The three kitties absolutely hate rain.. Misa however doesn't care really much about noises except thunders of rain.


----------



## kittywitty (Jun 19, 2010)

Sometimes when I watch television I wonder if the sounds disturb them. They sleep next to the tv and I don't know how they do it. I would think they would go into another room as cats have hightened senses. I guess it doesn't bother them so much.


----------



## catloverami (Jul 5, 2010)

Depends on the cat. Some are highstrung and like a quiet house, others are laid back and nothing bothers them. Some sounds bother some and not others. I get told off by my girl if I sing, and when I play my flute she stands on her hind legs and bats my arm and meows furiously....doesn't like those high notes! Some of the music she likes, but not when I do high note exercises.


----------



## MowMow (Nov 6, 2010)

My cat is just as noisy as I am so there isn't much of a problem.  He yells at me as often as I'm singing or listening to loud music/TV.


----------



## faithless (Dec 4, 2009)

its got a lot to do with what they were exposed to as kittens or what they're used to. As a kitten, my gal wasnt worried about much at all. Then she grew up with me in a very quiet home where I seldomly bring home people and these days she zips under the bed on the rare occasions I do. I feel confident its only because its out of the ordinary for her now and cats love regular habits. I would think if she spent some months in a loud home, though, she would get more accustomed to it again.


----------



## Gabby169 (May 8, 2011)

With Gabby it depends on the source of the noise. If it's something I'm doing (except vacuuming) she's fine, but if it's something outside of my apartment then she goes on high alert.


----------



## Layla0710 (Nov 30, 2010)

faithless said:


> my cat tells me off if I sing and if I continue she'll go hide under the bed.

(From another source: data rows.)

// src/publish.rs

//! Snapshot publishing of the metadata subtree
//!
//! Publishing never rewrites a published file in place. The staged `dists`
//! tree is cloned with hard links into a sibling `.dists.new` directory, the
//! live tree is renamed aside, the clone is renamed into place and the old
//! tree is removed. Readers see either the previous snapshot or the new one;
//! after a crash the worst case is a missing or stale `dists`, never a mix.
//!
//! Staging and publish roots must share a filesystem. A cross-device link
//! fails the publish; there is no copy fallback.

use crate::error::{Error, Result};
use std::fs;
use std::io;
use std::path::{Path, PathBuf};
use tracing::{debug, info, warn};
use walkdir::WalkDir;

/// What a publish linked into place
#[derive(Debug, Clone, Default, PartialEq, Eq)]
pub struct PublishReport {
    pub files: usize,
    pub symlinks: usize,
    pub directories: usize,
}

/// Replaces a published metadata tree with a hard-linked clone of a staged one
#[derive(Debug, Clone, Copy, Default)]
pub struct SnapshotPublisher {
    dry_run: bool,
}

impl SnapshotPublisher {
    pub fn new() -> Self {
        Self::default()
    }

    pub fn dry_run(dry_run: bool) -> Self {
        Self { dry_run }
    }

    /// Publish `staged` as `published`
    pub fn publish(&self, staged: &Path, published: &Path) -> Result<PublishReport> {
        if !staged.is_dir() {
            return Err(Error::PublishError(format!(
                "staged tree {} does not exist",
                staged.display()
            )));
        }

        if self.dry_run {
            info!("Would publish {} to {}", staged.display(), published.display());
            return Ok(PublishReport::default());
        }

        let (incoming, outgoing) = sibling_paths(published)?;
        if let Some(parent) = incoming.parent() {
            fs::create_dir_all(parent)?;
        }
        remove_leftover(&incoming)?;
        remove_leftover(&outgoing)?;

        let report = match clone_tree(staged, &incoming) {
            Ok(report) => report,
            Err(e) => {
                let _ = fs::remove_dir_all(&incoming);
                return Err(e);
            }
        };

        swap_into_place(&incoming, published, &outgoing)?;

        info!(
            "Published {} ({} files, {} symlinks)",
            published.display(),
            report.files,
            report.symlinks
        );
        Ok(report)
    }
}

/// `.<name>.new` and `.<name>.old` next to `published`
fn sibling_paths(published: &Path) -> Result<(PathBuf, PathBuf)> {
    let name = published
        .file_name()
        .and_then(|n| n.to_str())
        .ok_or_else(|| {
            Error::InvalidPath(format!("{} has no file name", published.display()))
        })?;
    Ok((
        published.with_file_name(format!(".{name}.new")),
        published.with_file_name(format!(".{name}.old")),
    ))
}

/// Remove a temporary tree left behind by an interrupted publish
fn remove_leftover(path: &Path) -> Result<()> {
    match fs::symlink_metadata(path) {
        Ok(_) => {
            warn!("Removing leftover {}", path.display());
            fs::remove_dir_all(path)?;
            Ok(())
        }
        Err(e) if e.kind() == io::ErrorKind::NotFound => Ok(()),
        Err(e) => Err(e.into()),
    }
}

/// Recreate `source` under `target` with hard links for regular files
fn clone_tree(source: &Path, target: &Path) -> Result<PublishReport> {
    let mut report = PublishReport::default();

    for entry in WalkDir::new(source).follow_links(false).sort_by_file_name() {
        let entry = entry.map_err(|e| Error::IoError(format!("cannot list staged tree: {e}")))?;
        let relative = entry
            .path()
            .strip_prefix(source)
            .map_err(|_| Error::InvalidPath(entry.path().display().to_string()))?;
        let dest = target.join(relative);
        let file_type = entry.file_type();

        if file_type.is_dir() {
            fs::create_dir_all(&dest)?;
            report.directories += 1;
        } else if file_type.is_symlink() {
            let link = fs::read_link(entry.path())?;
            symlink(&link, &dest)?;
            report.symlinks += 1;
        } else if file_type.is_file() {
            hard_link(entry.path(), &dest)?;
            report.files += 1;
        } else {
            debug!("Skipping special file {}", entry.path().display());
        }
    }
    Ok(report)
}

fn hard_link(source: &Path, dest: &Path) -> Result<()> {
    match fs::hard_link(source, dest) {
        Ok(()) => Ok(()),
        Err(e) if e.raw_os_error() == Some(libc::EXDEV) => Err(Error::PublishError(format!(
            "{} and {} are on different filesystems; staging and mirror roots must share a volume",
            source.display(),
            dest.display()
        ))),
        Err(e) => Err(Error::PublishError(format!(
            "cannot link {} to {}: {e}",
            source.display(),
            dest.display()
        ))),
    }
}

#[cfg(unix)]
fn symlink(link: &Path, dest: &Path) -> Result<()> {
    std::os::unix::fs::symlink(link, dest)?;
    Ok(())
}

#[cfg(not(unix))]
fn symlink(link: &Path, dest: &Path) -> Result<()> {
    Err(Error::PublishError(format!(
        "cannot recreate symlink {} -> {} on this platform",
        dest.display(),
        link.display()
    )))
}

/// Rename `incoming` over `published`, keeping the old tree until it succeeds
fn swap_into_place(incoming: &Path, published: &Path, outgoing: &Path) -> Result<()> {
    let had_previous = match fs::symlink_metadata(published) {
        Ok(_) => {
            fs::rename(published, outgoing).map_err(|e| {
                Error::PublishError(format!("cannot move {} aside: {e}", published.display()))
            })?;
            true
        }
        Err(e) if e.kind() == io::ErrorKind::NotFound => false,
        Err(e) => return Err(e.into()),
    };

    if let Err(e) = fs::rename(incoming, published) {
        if had_previous {
            let _ = fs::rename(outgoing, published);
        }
        let _ = fs::remove_dir_all(incoming);
        return Err(Error::PublishError(format!(
            "cannot move new snapshot into {}: {e}",
            published.display()
        )));
    }

    if had_previous {
        if let Err(e) = fs::remove_dir_all(outgoing) {
            warn!("Failed to remove previous snapshot {}: {}", outgoing.display(), e);
        }
    }
    Ok(())
}
// src/transfer/http.rs

//! HTTP(S) transport
//!
//! Fetches each listed path relative to the source URL. Files already present
//! locally are revalidated with `If-Modified-Since` and skipped on
//! `304 Not Modified`; fresh bodies are streamed through this worker's share
//! of the bandwidth budget into a temporary file that is renamed into place, and the file's
//! mtime is set from `Last-Modified` so the next run can revalidate it.

use super::{Transfer, TransferOutcome, TransferRequest, WorkerThrottle};
use crate::cancel::CancelToken;
use crate::error::{Error, Result};
use chrono::{DateTime, Utc};
use filetime::FileTime;
use reqwest::StatusCode;
use reqwest::blocking::{Client, Response};
use reqwest::header::{IF_MODIFIED_SINCE, LAST_MODIFIED};
use std::fs;
use std::io::{Read, Write};
use std::path::Path;
use std::time::{Duration, SystemTime};
use tracing::{debug, warn};

/// Buffer size for streaming downloads (64 KB)
const STREAM_BUFFER_SIZE: usize = 64 * 1024;

/// Transfer backend built on a blocking `reqwest` client
pub struct HttpTransfer {
    client: Client,
    throttle: WorkerThrottle,
}

impl HttpTransfer {
    pub fn new(throttle: WorkerThrottle, timeout: Duration) -> Result<Self> {
        let client = Client::builder()
            .timeout(timeout)
            .user_agent(concat!("debsync/", env!("CARGO_PKG_VERSION")))
            .build()
            .map_err(|e| Error::TransferError(format!("failed to create HTTP client: {e}")))?;
        Ok(Self { client, throttle })
    }

    fn url_for(base: &url::Url, relative: &str) -> String {
        format!("{}/{}", base.as_str().trim_end_matches('/'), relative)
    }

    /// Fetch one path; `Ok(None)` means the remote does not have it
    fn fetch_one(
        &self,
        url: &str,
        dest: &Path,
        cancel: &CancelToken,
    ) -> Result<Option<FetchResult>> {
        let mut request = self.client.get(url);
        if let Some(since) = local_mtime(dest) {
            request = request.header(IF_MODIFIED_SINCE, http_date(since));
        }

        let response = match request.send() {
            Ok(response) => response,
            Err(e) if e.is_connect() => {
                return Err(Error::TransferError(format!("cannot reach {url}: {e}")));
            }
            Err(e) => {
                warn!("Request for {} failed: {}", url, e);
                return Ok(None);
            }
        };

        match response.status() {
            StatusCode::NOT_MODIFIED => Ok(Some(FetchResult::Unchanged)),
            status if status.is_success() => {
                self.stream_to_file(response, dest, cancel)?;
                Ok(Some(FetchResult::Fetched))
            }
            StatusCode::NOT_FOUND => Ok(None),
            status => {
                warn!("HTTP {} from {}", status, url);
                Ok(None)
            }
        }
    }

    /// Stream `response` to `dest` at this worker's rate
    fn stream_to_file(&self, mut response: Response, dest: &Path, cancel: &CancelToken) -> Result<()> {
        let parent = dest
            .parent()
            .ok_or_else(|| Error::InvalidPath(format!("{} has no parent", dest.display())))?;
        fs::create_dir_all(parent)?;

        let modified = response
            .headers()
            .get(LAST_MODIFIED)
            .and_then(|v| v.to_str().ok())
            .and_then(|v| DateTime::parse_from_rfc2822(v).ok())
            .map(|dt| FileTime::from_unix_time(dt.timestamp(), 0));

        let mut tmp = tempfile::NamedTempFile::new_in(parent)?;
        let mut buffer = vec![0u8; STREAM_BUFFER_SIZE];
        loop {
            cancel.check()?;
            let chunk = self.throttle.recommended_chunk(buffer.len());
            let read = response
                .read(&mut buffer[..chunk])
                .map_err(|e| Error::TransferError(format!("failed to read response: {e}")))?;
            if read == 0 {
                break;
            }
            tmp.write_all(&buffer[..read])?;
            self.throttle.throttle(read);
        }
        tmp.flush()?;

        tmp.persist(dest)
            .map_err(|e| Error::IoError(format!("cannot write {}: {}", dest.display(), e.error)))?;

        if let Some(mtime) = modified {
            filetime::set_file_mtime(dest, mtime)?;
        }
        Ok(())
    }
}

enum FetchResult {
    Fetched,
    Unchanged,
}

impl Transfer for HttpTransfer {
    fn name(&self) -> &'static str {
        "http"
    }

    fn fetch(&self, request: &TransferRequest<'_>, cancel: &CancelToken) -> Result<TransferOutcome> {
        let mut outcome = TransferOutcome::default();

        for relative in request.manifest.relative_paths() {
            cancel.check()?;
            let url = Self::url_for(request.source_root, relative);
            let dest = request.dest_root.join(relative);

            match self.fetch_one(&url, &dest, cancel)? {
                Some(FetchResult::Fetched) => {
                    debug!("Fetched {}", url);
                    outcome.fetched += 1;
                }
                Some(FetchResult::Unchanged) => outcome.unchanged += 1,
                None => outcome.missing.push(format!("/{relative}")),
            }
        }

        Ok(outcome)
    }
}

fn local_mtime(path: &Path) -> Option<SystemTime> {
    fs::metadata(path).ok().filter(|m| m.is_file())?.modified().ok()
}

/// IMF-fixdate as used in HTTP headers
fn http_date(time: SystemTime) -> String {
    DateTime::<Utc>::from(time)
        .format("%a, %d %b %Y %H:%M:%S GMT")
        .to_string()
}
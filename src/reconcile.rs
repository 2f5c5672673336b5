// src/reconcile.rs

//! Pruning of local trees against a manifest
//!
//! The reconciler lists every regular file under a root, computes
//! `actual - manifest` and removes the difference. Directories and symbolic
//! links are never candidates. A path in the manifest is never removed,
//! whether or not it exists locally, so a failed transfer cannot cascade into
//! deletions. Running it twice without an intervening transfer removes
//! nothing the second time.
//!
//! Both sides are compared in the canonical form of
//! [`crate::manifest::canonical_relative`]: root-relative, `/` separators,
//! no leading separator.

use crate::error::{Error, Result};
use crate::manifest::PathManifest;
use std::fs;
use std::io;
use std::path::{Component, Path, PathBuf};
use tracing::{debug, info};
use walkdir::WalkDir;

/// A regular file found under a root
#[derive(Debug, Clone, PartialEq, Eq)]
pub struct LocalFile {
    /// Canonical root-relative path
    pub relative: String,
    pub path: PathBuf,
}

/// Files removed (or, in dry-run mode, that would be removed)
#[derive(Debug, Clone, Default, PartialEq, Eq)]
pub struct PruneReport {
    pub removed: Vec<String>,
}

/// Removes files that are not in a manifest
#[derive(Debug, Clone, Copy, Default)]
pub struct Reconciler {
    dry_run: bool,
}

impl Reconciler {
    pub fn new() -> Self {
        Self::default()
    }

    /// Report extras without deleting them
    pub fn dry_run(dry_run: bool) -> Self {
        Self { dry_run }
    }

    /// Prune every regular file under `root` that is not in `manifest`
    pub fn prune(&self, root: &Path, manifest: &PathManifest) -> Result<PruneReport> {
        let actual = local_tree(root, None)?;
        self.remove_extras(root, actual, manifest)
    }

    /// Prune only below `root/subtree`; paths stay relative to `root`
    pub fn prune_within(
        &self,
        root: &Path,
        subtree: &str,
        manifest: &PathManifest,
    ) -> Result<PruneReport> {
        let actual = local_tree(root, Some(subtree))?;
        self.remove_extras(root, actual, manifest)
    }

    fn remove_extras(
        &self,
        root: &Path,
        actual: Vec<LocalFile>,
        manifest: &PathManifest,
    ) -> Result<PruneReport> {
        let mut report = PruneReport::default();

        for file in actual {
            if manifest.contains(&file.relative) {
                continue;
            }

            if self.dry_run {
                info!("Would prune {}", file.path.display());
            } else {
                match fs::remove_file(&file.path) {
                    Ok(()) => info!("Pruned {}", file.path.display()),
                    Err(e) if e.kind() == io::ErrorKind::NotFound => {
                        debug!("{} already gone", file.path.display());
                    }
                    Err(e) => {
                        return Err(Error::IoError(format!(
                            "cannot remove {}: {e}",
                            file.path.display()
                        )));
                    }
                }
            }
            report.removed.push(file.relative);
        }

        debug!(
            "Reconciled {}: {} extra files",
            root.display(),
            report.removed.len()
        );
        Ok(report)
    }

    /// Remove directories under `root/subtree` left empty by pruning
    ///
    /// `root/subtree` itself is kept. Returns the number of directories removed.
    pub fn prune_empty_dirs(&self, root: &Path, subtree: &str) -> Result<usize> {
        let base = root.join(subtree);
        if !base.is_dir() {
            return Ok(0);
        }

        let mut removed = 0;
        for entry in WalkDir::new(&base).min_depth(1).contents_first(true) {
            let entry = entry.map_err(walk_error)?;
            if !entry.file_type().is_dir() {
                continue;
            }
            let is_empty = fs::read_dir(entry.path())?.next().is_none();
            if !is_empty {
                continue;
            }
            if self.dry_run {
                info!("Would remove empty directory {}", entry.path().display());
            } else {
                fs::remove_dir(entry.path())?;
                debug!("Removed empty directory {}", entry.path().display());
            }
            removed += 1;
        }
        Ok(removed)
    }
}

/// Regular files under `root` (or `root/subtree`), sorted by path
///
/// A missing root yields an empty tree. Symbolic links are not followed and
/// are not listed.
pub fn local_tree(root: &Path, subtree: Option<&str>) -> Result<Vec<LocalFile>> {
    let base = match subtree {
        Some(sub) => root.join(sub),
        None => root.to_path_buf(),
    };
    if !base.exists() {
        return Ok(Vec::new());
    }

    let mut files = Vec::new();
    for entry in WalkDir::new(&base).follow_links(false).sort_by_file_name() {
        let entry = entry.map_err(walk_error)?;
        if !entry.file_type().is_file() {
            continue;
        }
        let relative = relative_key(root, entry.path())?;
        files.push(LocalFile {
            relative,
            path: entry.into_path(),
        });
    }
    Ok(files)
}

/// Canonical relative form of `path` under `root`
fn relative_key(root: &Path, path: &Path) -> Result<String> {
    let rel = path.strip_prefix(root).map_err(|_| {
        Error::InvalidPath(format!("{} is outside {}", path.display(), root.display()))
    })?;

    let mut segments = Vec::new();
    for component in rel.components() {
        match component {
            Component::Normal(part) => segments.push(part.to_string_lossy().into_owned()),
            Component::CurDir => {}
            _ => {
                return Err(Error::InvalidPath(format!(
                    "unexpected component in {}",
                    path.display()
                )));
            }
        }
    }
    Ok(segments.join("/"))
}

fn walk_error(e: walkdir::Error) -> Error {
    let path = e
        .path()
        .map(|p| p.display().to_string())
        .unwrap_or_default();
    match e.into_io_error() {
        Some(io) => Error::IoError(format!("cannot list {path}: {io}")),
        None => Error::IoError(format!("filesystem loop at {path}")),
    }
}
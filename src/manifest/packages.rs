// src/manifest/packages.rs

//! Package manifest construction
//!
//! Reads the `Packages` indexes fetched into a staging root, decompresses
//! them, and collects every `Filename:` value as a root-relative path.
//!
//! Only index files named by the index manifest are considered, so stale
//! indexes from components that are no longer configured never contribute.
//! For each `binary-<arch>` directory the compressed variants are tried in
//! manifest order and the first one that decodes is used. A corrupt or
//! missing variant is logged and the next one is tried; a directory with no
//! usable variant is skipped with a warning.

use super::PathManifest;
use super::scanner::field_values;
use crate::compression::decompress_text;
use crate::error::{Error, Result};
use std::path::Path;
use tracing::{debug, info, warn};

/// Outcome of scanning the staged indexes for one source
#[derive(Debug, Clone, Default)]
pub struct PackageManifest {
    /// Package paths, in discovery order
    pub manifest: PathManifest,
    /// Index files that were parsed successfully
    pub indexes_read: usize,
    /// Human-readable warnings about skipped index files
    pub warnings: Vec<String>,
}

/// Builds the package manifest from staged index files
pub struct PackageManifestBuilder;

impl PackageManifestBuilder {
    /// Scan `index_root` for the `Packages` files named in `index_manifest`
    pub fn build(index_root: &Path, index_manifest: &PathManifest) -> PackageManifest {
        let mut result = PackageManifest::default();

        for candidates in package_index_groups(index_manifest) {
            let dir = candidates[0].rsplit_once('/').map_or("", |(d, _)| d);
            let mut used = false;

            for relative in &candidates {
                let path = index_root.join(relative);
                if !path.is_file() {
                    debug!("Index {} not present, trying next format", relative);
                    continue;
                }

                match Self::read_index(&path, relative) {
                    Ok(paths) => {
                        let before = result.manifest.len();
                        for package in paths {
                            if let Err(e) = result.manifest.push(&package) {
                                let msg = format!("{relative}: skipping package entry: {e}");
                                warn!("{}", msg);
                                result.warnings.push(msg);
                            }
                        }
                        debug!(
                            "Read {} ({} new package paths)",
                            relative,
                            result.manifest.len() - before
                        );
                        result.indexes_read += 1;
                        used = true;
                        break;
                    }
                    Err(e) => {
                        let msg = format!("{relative}: {e}");
                        warn!("Skipping unreadable index {}", msg);
                        result.warnings.push(msg);
                    }
                }
            }

            if !used {
                let msg = format!("{dir}: no usable Packages index");
                warn!("{}", msg);
                result.warnings.push(msg);
            }
        }

        if result.manifest.is_empty() {
            let msg = "package manifest is empty; the pool will be pruned to empty".to_string();
            warn!("{}", msg);
            result.warnings.push(msg);
        } else {
            info!(
                "Package manifest: {} paths from {} indexes",
                result.manifest.len(),
                result.indexes_read
            );
        }

        result
    }

    /// Extract package paths from one index file
    fn read_index(path: &Path, name: &str) -> Result<Vec<String>> {
        let data = std::fs::read(path)?;
        let text =
            decompress_text(&data, name).map_err(|e| Error::ParseError(e.to_string()))?;
        Ok(Self::extract(&text))
    }

    /// Every `Filename:` value in `text`, as a root-relative path
    pub fn extract(text: &str) -> Vec<String> {
        field_values(text, "Filename")
            .into_iter()
            .map(|value| format!("/{}", value.trim_start_matches('/')))
            .collect()
    }
}

/// `Packages*` entries of the manifest grouped by directory, in manifest order
fn package_index_groups(index_manifest: &PathManifest) -> Vec<Vec<String>> {
    let mut groups: Vec<(String, Vec<String>)> = Vec::new();
    for relative in index_manifest.relative_paths() {
        let (dir, file) = relative.rsplit_once('/').unwrap_or(("", relative));
        if file != "Packages" && !file.starts_with("Packages.") {
            continue;
        }
        match groups.iter_mut().find(|(d, _)| d == dir) {
            Some((_, files)) => files.push(relative.to_string()),
            None => groups.push((dir.to_string(), vec![relative.to_string()])),
        }
    }
    groups.into_iter().map(|(_, files)| files).collect()
}
// src/transfer/rsync.rs

//! rsync transport
//!
//! Runs `rsync --files-from=<list>` against an `rsync://` source. The tool
//! paces itself with `--bwlimit`; `--safe-links` keeps symlinked pool
//! directories from pointing outside the mirror.

use super::{Transfer, TransferOutcome, TransferRequest};
use crate::cancel::CancelToken;
use crate::error::{Error, Result};
use std::ffi::OsString;
use std::io::{BufRead, BufReader, Read};
use std::path::{Path, PathBuf};
use std::process::{Command, ExitStatus, Stdio};
use std::thread::{self, JoinHandle};
use std::time::Duration;
use tracing::{debug, warn};
use wait_timeout::ChildExt;

/// How often the child is polled for exit while watching for cancellation
const POLL_INTERVAL: Duration = Duration::from_millis(250);

/// Exit codes that mean "some files were not transferred"
const PARTIAL_TRANSFER: i32 = 23;
const VANISHED_SOURCE: i32 = 24;

/// Stderr lines kept for error messages
const STDERR_TAIL: usize = 5;

/// Transfer backend that shells out to `rsync`
#[derive(Debug, Clone)]
pub struct RsyncTransfer {
    program: PathBuf,
}

impl RsyncTransfer {
    /// Locate `rsync` on `PATH`
    pub fn new() -> Result<Self> {
        let program = which::which("rsync")
            .map_err(|e| Error::ToolNotFound(format!("rsync: {e}")))?;
        Ok(Self { program })
    }

    /// Use a specific rsync binary
    pub fn with_program(program: impl Into<PathBuf>) -> Self {
        Self {
            program: program.into(),
        }
    }

    /// Command-line arguments for `request`
    pub fn arguments(request: &TransferRequest<'_>) -> Vec<OsString> {
        let source = format!("{}/", request.source_root.as_str().trim_end_matches('/'));
        let mut dest = request.dest_root.as_os_str().to_os_string();
        dest.push("/");

        let mut files_from = OsString::from("--files-from=");
        files_from.push(request.list_file.as_os_str());

        vec![
            OsString::from("--no-motd"),
            OsString::from("-rltH"),
            OsString::from("--safe-links"),
            OsString::from(format!("--bwlimit={}", request.bandwidth_limit_kbs)),
            files_from,
            OsString::from("--out-format=%n"),
            OsString::from(source),
            dest,
        ]
    }
}

impl Transfer for RsyncTransfer {
    fn name(&self) -> &'static str {
        "rsync"
    }

    fn fetch(&self, request: &TransferRequest<'_>, cancel: &CancelToken) -> Result<TransferOutcome> {
        let args = Self::arguments(request);
        debug!("Running {} {:?}", self.program.display(), args);

        let mut child = Command::new(&self.program)
            .args(&args)
            .stdin(Stdio::null())
            .stdout(Stdio::piped())
            .stderr(Stdio::piped())
            .spawn()
            .map_err(|e| {
                Error::TransferError(format!("failed to start {}: {e}", self.program.display()))
            })?;

        let stdout = spawn_line_reader(child.stdout.take());
        let stderr = spawn_line_reader(child.stderr.take());

        let status = loop {
            if cancel.is_cancelled() {
                warn!("Stopping rsync for {}", request.source_root);
                let _ = child.kill();
                let _ = child.wait();
                return Err(Error::Cancelled);
            }
            match child.wait_timeout(POLL_INTERVAL)? {
                Some(status) => break status,
                None => continue,
            }
        };

        let transferred = join_lines(stdout);
        let errors = join_lines(stderr);
        interpret_exit(status, &transferred, &errors, request.dest_root)
    }
}

fn spawn_line_reader<R: Read + Send + 'static>(
    pipe: Option<R>,
) -> Option<JoinHandle<Vec<String>>> {
    pipe.map(|pipe| {
        thread::spawn(move || {
            BufReader::new(pipe)
                .lines()
                .map_while(|line| line.ok())
                .collect()
        })
    })
}

fn join_lines(handle: Option<JoinHandle<Vec<String>>>) -> Vec<String> {
    handle.and_then(|h| h.join().ok()).unwrap_or_default()
}

/// Map rsync's exit status to an outcome
fn interpret_exit(
    status: ExitStatus,
    transferred: &[String],
    errors: &[String],
    dest_root: &Path,
) -> Result<TransferOutcome> {
    let fetched = transferred
        .iter()
        .filter(|line| !line.is_empty() && !line.ends_with('/'))
        .count();

    match status.code() {
        Some(0) => Ok(TransferOutcome {
            fetched,
            ..Default::default()
        }),
        Some(code @ (PARTIAL_TRANSFER | VANISHED_SOURCE)) => {
            let missing: Vec<String> = errors.iter().filter_map(|l| missing_path(l)).collect();
            debug!(
                "rsync into {} exited {} with {} missing paths",
                dest_root.display(),
                code,
                missing.len()
            );
            Ok(TransferOutcome {
                fetched,
                unchanged: 0,
                missing,
            })
        }
        Some(code) => Err(Error::TransferError(format!(
            "rsync exited with code {code}: {}",
            tail(errors)
        ))),
        None => Err(Error::TransferError(format!(
            "rsync terminated by signal: {}",
            tail(errors)
        ))),
    }
}

/// Path named in a `link_stat "<path>" failed` diagnostic
fn missing_path(line: &str) -> Option<String> {
    let rest = line.split_once("link_stat \"")?.1;
    let (path, tail) = rest.split_once('"')?;
    tail.contains("failed").then(|| path.to_string())
}

fn tail(lines: &[String]) -> String {
    let start = lines.len().saturating_sub(STDERR_TAIL);
    let joined = lines[start..].join("; ");
    if joined.is_empty() {
        "no diagnostics".to_string()
    } else {
        joined
    }
}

I have the same effect on people when I sing! 

Layla is weird, for lack of a better word. I think it depends on which one of her 3,000 moods she is in at the time. She enjoys when we have people over, plays with everyone, and is generally in the center of living room soaking up all the attention. She also isn't concerned with the downstairs neighbors playing obnoxiously loud bass- at no matter what time of day. However, she is afraid of the television volume. The day we got our new TV and turned it on for the first time, she ran to the farthest room in the apartment, turned to face its direction, and hissed. But, she is a temperamental little animal, lol.


----------



## Jess041 (Jul 6, 2009)

I used to take Lexi to my parents house with me when I would be staying more than 2 nights. Every once in a while she would put herself in timeout. It's like she got overwhelmed and needs a break, so she'd go upstairs to my room and sleep in her bed. Now that I have Sam, I think it will be too hard on both of them (and me) to take them both to my parents house. Plus, I only live 45 minutes away now, so I probably won't be staying overnight anymore. But I still always thought it was cute when I would go upstairs and she'd just be laying there like, "yeah, I got tired of being around your crazy family!"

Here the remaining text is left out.